The information concerning the Company contained in, or incorporated by reference into, this Schedule 13E-3 and the Proxy Statement was supplied by the Company. Similarly, all information concerning each other Filing Person contained in, or incorporated by reference into this Schedule 13E-3 and the Proxy Statement was supplied by such Filing Person. No Filing Person, including the Company, is responsible for the accuracy of any information supplied by any other Filing Person.

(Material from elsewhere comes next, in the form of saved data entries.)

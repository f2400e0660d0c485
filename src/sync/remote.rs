use std::sync::Arc;

use async_trait::async_trait;
use schemars::JsonSchema;
use serde::{Deserialize, Serialize};

use crate::errors::RemoteError;

/// Spreadsheet + worksheet tab + A1 range addressed by a pull or push.
#[derive(Debug, Clone, PartialEq, Eq, Serialize, Deserialize, JsonSchema)]
#[serde(rename_all = "camelCase")]
pub struct SheetTarget {
    pub spreadsheet_id: String,
    #[serde(default, skip_serializing_if = "Option::is_none")]
    pub spreadsheet_name: Option<String>,
    pub tab: String,
    pub range: String,
}

impl SheetTarget {
    pub fn new(
        spreadsheet_id: impl Into<String>,
        tab: impl Into<String>,
        range: impl Into<String>,
    ) -> Self {
        Self {
            spreadsheet_id: spreadsheet_id.into(),
            spreadsheet_name: None,
            tab: tab.into(),
            range: range.into(),
        }
    }

    pub fn named(mut self, name: impl Into<String>) -> Self {
        self.spreadsheet_name = Some(name.into());
        self
    }
}

#[derive(Debug, Clone, PartialEq, Eq, Serialize, Deserialize, JsonSchema)]
pub struct SheetTab {
    pub id: i64,
    pub name: String,
}

impl SheetTab {
    pub fn default_tab() -> Self {
        Self {
            id: 0,
            name: "Sheet1".to_string(),
        }
    }
}

#[derive(Debug, Clone, PartialEq, Eq, Serialize, Deserialize, JsonSchema)]
#[serde(rename_all = "camelCase")]
pub struct ConnectedAccount {
    pub id: String,
    #[serde(default, skip_serializing_if = "Option::is_none")]
    pub app: Option<String>,
}

#[derive(Debug, Clone, Default, PartialEq, Eq, Serialize, Deserialize, JsonSchema)]
pub struct ConnectionStatus {
    pub connected: bool,
    pub account: Option<ConnectedAccount>,
}

#[derive(Debug, Clone, PartialEq, Eq)]
pub enum InitiateOutcome {
    Redirect(String),
    NoIntegration,
    NoRedirectUrl,
}

/// Reads and overwrites spreadsheet values.
#[async_trait]
pub trait SheetsBackend: Send + Sync {
    /// Values of `target.range` in `target.tab`; the first row is the header.
    /// An empty sheet is an empty vector, not an error.
    async fn read_values(&self, target: &SheetTarget) -> Result<Vec<Vec<String>>, RemoteError>;

    /// Clears `target.range` then writes `grid` from A1. Returns rows written.
    async fn write_grid(&self, target: &SheetTarget, grid: &[Vec<String>])
    -> Result<usize, RemoteError>;

    async fn list_tabs(&self, spreadsheet_id: &str) -> Result<Vec<SheetTab>, RemoteError>;
}

/// Integration broker mediating per-user OAuth.
#[async_trait]
pub trait ConnectionBroker: Send + Sync {
    async fn check(&self, user_id: &str, app: &str) -> Result<ConnectionStatus, RemoteError>;

    /// Starts the OAuth flow for `user_id`.
    async fn initiate(
        &self,
        user_id: &str,
        app: &str,
        redirect_uri: &str,
    ) -> Result<InitiateOutcome, RemoteError>;

    /// Sheets access acting as `account`.
    fn sheets_for(&self, account: &ConnectedAccount) -> Arc<dyn SheetsBackend>;
}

While each of the Filing Persons acknowledges that the Mergers constitute a “going private” transaction for purposes of Rule 13e-3 under the Exchange Act, the filing of this Transaction Statement shall not be construed as an admission by any Filing Person, or by any affiliate of a Filing Person, that the Company is “controlled” by any Filing Person.
| Item 1. | Summary Term Sheet |
The information set forth in the Proxy Statement under the following captions is incorporated herein by reference:
“SUMMARY TERM SHEET”
“QUESTIONS AND ANSWERS ABOUT THE PROPOSALS AND THE SPECIAL MEETING”
| Item 2. | Subject Company Information |
(a) Name and Address. The information set forth in the Proxy Statement under the following caption is incorporated herein by reference:
“PARTIES TO THE MERGERS”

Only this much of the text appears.